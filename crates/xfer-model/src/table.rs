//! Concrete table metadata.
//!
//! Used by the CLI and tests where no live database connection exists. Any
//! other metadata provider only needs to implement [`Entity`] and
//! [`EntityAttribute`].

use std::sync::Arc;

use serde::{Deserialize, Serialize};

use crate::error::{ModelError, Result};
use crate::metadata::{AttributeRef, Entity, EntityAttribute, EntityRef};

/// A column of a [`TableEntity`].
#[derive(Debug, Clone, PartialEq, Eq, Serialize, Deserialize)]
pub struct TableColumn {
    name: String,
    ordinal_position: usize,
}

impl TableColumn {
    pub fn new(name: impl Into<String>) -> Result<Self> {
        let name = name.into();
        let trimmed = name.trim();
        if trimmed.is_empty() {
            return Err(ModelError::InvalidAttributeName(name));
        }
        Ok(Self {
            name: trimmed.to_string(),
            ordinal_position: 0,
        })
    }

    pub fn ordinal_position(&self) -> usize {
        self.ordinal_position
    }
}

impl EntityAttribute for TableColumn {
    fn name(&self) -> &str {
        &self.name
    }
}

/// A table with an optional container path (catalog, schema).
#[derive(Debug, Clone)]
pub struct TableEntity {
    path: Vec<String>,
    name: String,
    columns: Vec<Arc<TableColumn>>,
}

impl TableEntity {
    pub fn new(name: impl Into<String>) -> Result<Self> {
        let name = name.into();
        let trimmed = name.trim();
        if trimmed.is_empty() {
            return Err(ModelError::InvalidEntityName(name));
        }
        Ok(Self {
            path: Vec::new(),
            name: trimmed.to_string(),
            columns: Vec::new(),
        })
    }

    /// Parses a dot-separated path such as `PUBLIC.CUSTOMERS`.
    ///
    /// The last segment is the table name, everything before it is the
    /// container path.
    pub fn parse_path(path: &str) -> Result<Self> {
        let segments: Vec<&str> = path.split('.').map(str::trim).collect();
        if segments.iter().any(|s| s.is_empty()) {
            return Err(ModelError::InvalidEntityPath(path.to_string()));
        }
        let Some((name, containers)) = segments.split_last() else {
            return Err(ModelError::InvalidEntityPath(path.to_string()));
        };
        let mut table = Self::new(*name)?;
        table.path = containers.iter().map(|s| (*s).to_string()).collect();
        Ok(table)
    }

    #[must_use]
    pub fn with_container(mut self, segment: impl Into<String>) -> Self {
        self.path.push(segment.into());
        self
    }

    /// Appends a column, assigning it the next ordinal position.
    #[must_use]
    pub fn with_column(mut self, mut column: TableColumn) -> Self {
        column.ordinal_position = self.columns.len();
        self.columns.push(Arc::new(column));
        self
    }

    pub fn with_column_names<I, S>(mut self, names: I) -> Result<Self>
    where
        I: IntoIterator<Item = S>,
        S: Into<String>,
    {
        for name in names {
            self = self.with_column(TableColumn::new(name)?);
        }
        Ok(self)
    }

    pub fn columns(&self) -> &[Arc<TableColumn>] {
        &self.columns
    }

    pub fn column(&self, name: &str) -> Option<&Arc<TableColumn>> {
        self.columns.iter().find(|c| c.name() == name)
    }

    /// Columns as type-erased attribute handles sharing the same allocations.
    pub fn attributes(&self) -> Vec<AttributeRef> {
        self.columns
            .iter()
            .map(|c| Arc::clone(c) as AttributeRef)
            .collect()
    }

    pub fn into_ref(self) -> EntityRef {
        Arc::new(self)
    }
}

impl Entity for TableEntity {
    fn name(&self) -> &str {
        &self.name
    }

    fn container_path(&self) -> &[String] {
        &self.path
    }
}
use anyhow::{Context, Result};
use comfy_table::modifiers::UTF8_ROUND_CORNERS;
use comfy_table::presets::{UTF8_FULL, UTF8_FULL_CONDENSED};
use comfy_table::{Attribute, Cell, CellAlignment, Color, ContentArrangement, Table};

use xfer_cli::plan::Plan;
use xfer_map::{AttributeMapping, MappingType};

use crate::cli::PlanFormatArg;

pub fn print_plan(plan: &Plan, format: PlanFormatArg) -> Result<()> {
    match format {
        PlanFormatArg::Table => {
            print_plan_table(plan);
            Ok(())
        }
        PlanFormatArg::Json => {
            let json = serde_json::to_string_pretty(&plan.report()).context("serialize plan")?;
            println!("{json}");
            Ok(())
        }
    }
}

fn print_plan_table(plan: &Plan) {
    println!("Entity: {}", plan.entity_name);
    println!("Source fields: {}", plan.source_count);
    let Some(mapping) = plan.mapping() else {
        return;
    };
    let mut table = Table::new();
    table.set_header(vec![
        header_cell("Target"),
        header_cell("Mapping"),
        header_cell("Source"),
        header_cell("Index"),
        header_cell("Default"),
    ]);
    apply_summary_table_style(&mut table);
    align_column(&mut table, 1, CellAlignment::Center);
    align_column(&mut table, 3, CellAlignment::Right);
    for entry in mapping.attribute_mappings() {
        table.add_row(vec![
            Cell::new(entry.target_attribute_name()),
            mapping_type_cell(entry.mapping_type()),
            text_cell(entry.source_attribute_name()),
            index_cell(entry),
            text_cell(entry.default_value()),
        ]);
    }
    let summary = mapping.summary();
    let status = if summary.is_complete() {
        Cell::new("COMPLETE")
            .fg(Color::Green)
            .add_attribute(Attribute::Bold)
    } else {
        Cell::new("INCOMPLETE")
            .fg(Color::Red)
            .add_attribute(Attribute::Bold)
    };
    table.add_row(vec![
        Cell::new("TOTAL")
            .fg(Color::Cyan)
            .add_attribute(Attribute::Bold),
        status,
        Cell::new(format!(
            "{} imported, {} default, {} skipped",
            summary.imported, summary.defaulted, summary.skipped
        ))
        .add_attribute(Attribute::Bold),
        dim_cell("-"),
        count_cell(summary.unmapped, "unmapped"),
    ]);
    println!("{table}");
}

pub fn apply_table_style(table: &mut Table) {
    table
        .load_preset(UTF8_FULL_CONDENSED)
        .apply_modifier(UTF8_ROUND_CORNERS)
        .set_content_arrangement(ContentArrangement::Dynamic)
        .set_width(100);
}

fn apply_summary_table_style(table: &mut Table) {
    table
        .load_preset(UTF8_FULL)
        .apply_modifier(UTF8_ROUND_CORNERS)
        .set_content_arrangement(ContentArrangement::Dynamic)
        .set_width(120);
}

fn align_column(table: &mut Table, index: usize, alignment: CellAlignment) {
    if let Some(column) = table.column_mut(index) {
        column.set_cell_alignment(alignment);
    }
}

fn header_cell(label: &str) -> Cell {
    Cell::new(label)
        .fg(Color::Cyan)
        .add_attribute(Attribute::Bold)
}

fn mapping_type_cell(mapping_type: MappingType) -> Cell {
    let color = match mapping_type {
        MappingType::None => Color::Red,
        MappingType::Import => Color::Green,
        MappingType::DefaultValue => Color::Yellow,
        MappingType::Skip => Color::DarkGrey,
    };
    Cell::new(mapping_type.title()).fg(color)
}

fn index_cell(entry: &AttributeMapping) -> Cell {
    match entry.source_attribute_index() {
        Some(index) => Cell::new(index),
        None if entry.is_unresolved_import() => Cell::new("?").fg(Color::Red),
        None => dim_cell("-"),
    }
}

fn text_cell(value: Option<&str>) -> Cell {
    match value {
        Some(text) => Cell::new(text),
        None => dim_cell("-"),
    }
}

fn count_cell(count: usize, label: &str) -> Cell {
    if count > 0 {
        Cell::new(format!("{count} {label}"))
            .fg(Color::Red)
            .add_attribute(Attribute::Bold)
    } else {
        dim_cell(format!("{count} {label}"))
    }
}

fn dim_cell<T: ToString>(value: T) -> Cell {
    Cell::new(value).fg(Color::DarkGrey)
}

Problem to work on:
Determine how many lines of the listing hold the word "entry" and reply with that figure alone.

Final answer:
9